Once this Martian dirt is safely tucked away, Phoenix will send home its daily report and then head off to bed-to dream of finding little green men and having its day delivering a lecture to the king of Norway when it accepts its Nobel Prize on a stage in Oslo. I know it's just a robot, but did I mention it's not coming back alive? Phoenix is a robot suicide mission.
Back on Earth, I imagine what it might be like on Mars as I swipe my security badge for the first time and walk into Mission Control.

In case you haven't been glued to, The Phoenix Mars Lander is a robotic spacecraft built by NASA, the University of Arizona, the Jet Propulsion Lab (JPL), Lockheed Martin, the Canadian Space Agency, and a whole consortium of international universities and industry, all under the leadership of one intimidating scientist named Peter Smith. It carries six scientific instruments to complete its mission: find out what Mars used to be like and if anything can, or did, live there.

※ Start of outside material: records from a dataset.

//! Wire types exchanged with the analytics backend

use serde::{Deserialize, Serialize};

/// One published piece of content with its metrics
#[derive(Debug, Clone, PartialEq, Serialize, Deserialize)]
pub struct ContentItem {
    pub id: i64,
    pub platform: String,
    pub title: String,
    pub author: String,
    pub url: String,
    pub views: u64,
    pub likes: u64,
    pub comments: u64,
    /// Ratio in 0..1, shown as a percentage
    pub engagement_rate: f64,
    /// Audience polarity in -1..1
    pub sentiment: f64,
    #[serde(default)]
    pub tags: Vec<String>,
    #[serde(default, skip_serializing_if = "Option::is_none")]
    pub published_at: Option<String>,
    #[serde(default, skip_serializing_if = "Option::is_none")]
    pub status: Option<String>,
}

/// Aggregate snapshot computed by the backend on every request
#[derive(Debug, Clone, PartialEq, Serialize, Deserialize)]
pub struct SummaryStats {
    pub total_items: u64,
    pub total_views: u64,
    pub total_likes: u64,
    pub total_comments: u64,
    pub avg_engagement: f64,
    pub avg_sentiment: f64,
}

/// Account role
#[derive(
    Debug, Clone, Copy, PartialEq, Eq, Default, Serialize, Deserialize, clap::ValueEnum,
)]
#[serde(rename_all = "lowercase")]
pub enum Role {
    #[default]
    User,
    Admin,
}

impl std::fmt::Display for Role {
    fn fmt(&self, f: &mut std::fmt::Formatter<'_>) -> std::fmt::Result {
        match self {
            Role::User => write!(f, "user"),
            Role::Admin => write!(f, "admin"),
        }
    }
}

/// Profile of a registered user
#[derive(Debug, Clone, PartialEq, Serialize, Deserialize)]
pub struct UserProfile {
    pub email: String,
    #[serde(default)]
    pub username: Option<String>,
    #[serde(default)]
    pub role: Role,
    #[serde(default)]
    pub bio: Option<String>,
    /// Server-relative path of the uploaded avatar image
    #[serde(default)]
    pub avatar_url: Option<String>,
    #[serde(default, skip_serializing_if = "Option::is_none")]
    pub created_at: Option<String>,
}

/// Body of `PUT /user/profile`
#[derive(Debug, Clone, PartialEq, Serialize)]
pub struct ProfileUpdate {
    pub email: String,
    pub username: Option<String>,
    pub role: Role,
    pub bio: Option<String>,
}

impl From<&UserProfile> for ProfileUpdate {
    fn from(profile: &UserProfile) -> Self {
        Self {
            email: profile.email.clone(),
            username: profile.username.clone(),
            role: profile.role,
            bio: profile.bio.clone(),
        }
    }
}

/// Body of the login and register requests
#[derive(Debug, Clone, Serialize)]
pub struct Credentials<'a> {
    pub email: &'a str,
    pub password: &'a str,
}

/// Body of `POST /compare`
#[derive(Debug, Clone, Serialize)]
pub struct CompareRequest<'a> {
    pub ids: &'a [i64],
}

/// Body of `POST /chat`
#[derive(Debug, Clone, Serialize)]
pub struct ChatRequest<'a> {
    pub query: &'a str,
}

/// Reply of `POST /chat`
///
/// `answer` may be missing or null when the model produced nothing.
#[derive(Debug, Clone, PartialEq, Default, Serialize, Deserialize)]
pub struct ChatResponse {
    #[serde(default)]
    pub answer: Option<String>,
}
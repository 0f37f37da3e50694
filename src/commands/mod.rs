/*!
Command handlers for the CLI

Each handler performs the requests its page needs, hands the results to the
matching renderer in [`crate::views`] and returns the text to print. Route
guarding happens once, in [`dispatch`], before any handler runs:

- `auth`: login, register, logout, whoami
- `content`: dashboard, registry, content detail, compare
- `chat`: one-shot question and interactive session
- `profile`: show, update, avatar upload
- `tables`: local table management
*/

use serde::Serialize;

use crate::api::DashboardApi;
use crate::cli::Commands;
use crate::config::Config;
use crate::error::{DashError, Result};
use crate::session::{Session, SessionStore};
use crate::views::{self, Route};

pub mod auth;
pub mod chat;
pub mod content;
pub mod profile;
pub mod tables;

/// Everything a handler may need: configuration, the session and the backend
pub struct AppContext {
    pub config: Config,
    pub sessions: SessionStore,
    pub api: Box<dyn DashboardApi>,
}

impl AppContext {
    pub fn new(config: Config, sessions: SessionStore, api: Box<dyn DashboardApi>) -> Self {
        Self {
            config,
            sessions,
            api,
        }
    }

    /// The signed-in user, or [`DashError::NotSignedIn`]
    pub fn session(&self) -> Result<&Session> {
        self.sessions
            .current_user()
            .ok_or_else(|| DashError::NotSignedIn.into())
    }
}

/// Run one command and return the text to print
///
/// Protected pages fail with [`DashError::NotSignedIn`] when nobody is
/// signed in; login and register show the dashboard when somebody is.
pub async fn dispatch(ctx: &mut AppContext, command: Commands) -> Result<String> {
    let requested = command.route();
    let shown = requested.resolve(ctx.sessions.current_user());
    if shown != requested {
        tracing::debug!(from = requested.path(), to = shown.path(), "Redirecting");
    }

    match command {
        Commands::Logout => auth::logout(ctx),
        Commands::Whoami => auth::whoami(ctx),
        _ if shown == Route::Login && !requested.is_auth_page() => {
            Err(DashError::NotSignedIn.into())
        }
        _ if shown != requested => {
            let email = ctx.session()?.email.clone();
            let page = content::dashboard(ctx, Default::default(), false).await?;
            Ok(format!("Already signed in as {}\n\n{}", email, page))
        }
        Commands::Login { email, password } => auth::login(ctx, &email, &password).await,
        Commands::Register {
            email,
            password,
            confirm,
        } => auth::register(ctx, &email, &password, &confirm).await,
        Commands::Dashboard {
            network,
            period,
            json,
        } => {
            let filters = views::dashboard::DashboardFilters { network, period };
            content::dashboard(ctx, filters, json).await
        }
        Commands::Registry { platform, json } => {
            content::registry(ctx, platform.as_deref(), json).await
        }
        Commands::Content { id, json } => content::content(ctx, id, json).await,
        Commands::Compare { ids, json } => content::compare(ctx, &ids.join(","), json).await,
        Commands::Chat { query } => match query {
            Some(query) => chat::ask(ctx, &query).await,
            None => chat::run_chat(ctx).await,
        },
        Commands::Settings => Ok(views::settings::render(
            &ctx.config.api.base_url,
            ctx.sessions.storage().path(),
        )),
        Commands::Profile { command } => profile::handle_profile(ctx, command).await,
        Commands::Tables { command } => tables::handle_tables(ctx, command),
    }
}

/// Pretty-printed JSON for `--json` output
pub(crate) fn to_json<T: Serialize + ?Sized>(value: &T) -> Result<String> {
    serde_json::to_string_pretty(value).map_err(|e| DashError::Serialization(e).into())
}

We don't really know all that much about what's going on down on the surface of Mars. "Is there life on Mars?" might feel like just a brilliant David Bowie lyric, but it's actually a legitimate and central question. It's worth a tiny digression to talk about the "life on Mars" issue before we get back to humanity's first interplanetary groundbreaking ceremony.

Sometimes aliens are the only things that make us care about Mars. They're the gateway drug to the hard science. There's no shame in dreaming about aliens. Even the most stone-faced scientists on the Phoenix Mars lander team imagine what might happen if they turn on the electron-scanning microscope and see tiny cells mucking about. Even better, if Phoenix found some wide-eyed E.T.s lounging on the ice, NASA would get a huge new budget, Martian Summer book sales would be through the roof, and Peter Smith and the Phoenix Lander would share a Nobel Prize. Win-win-win.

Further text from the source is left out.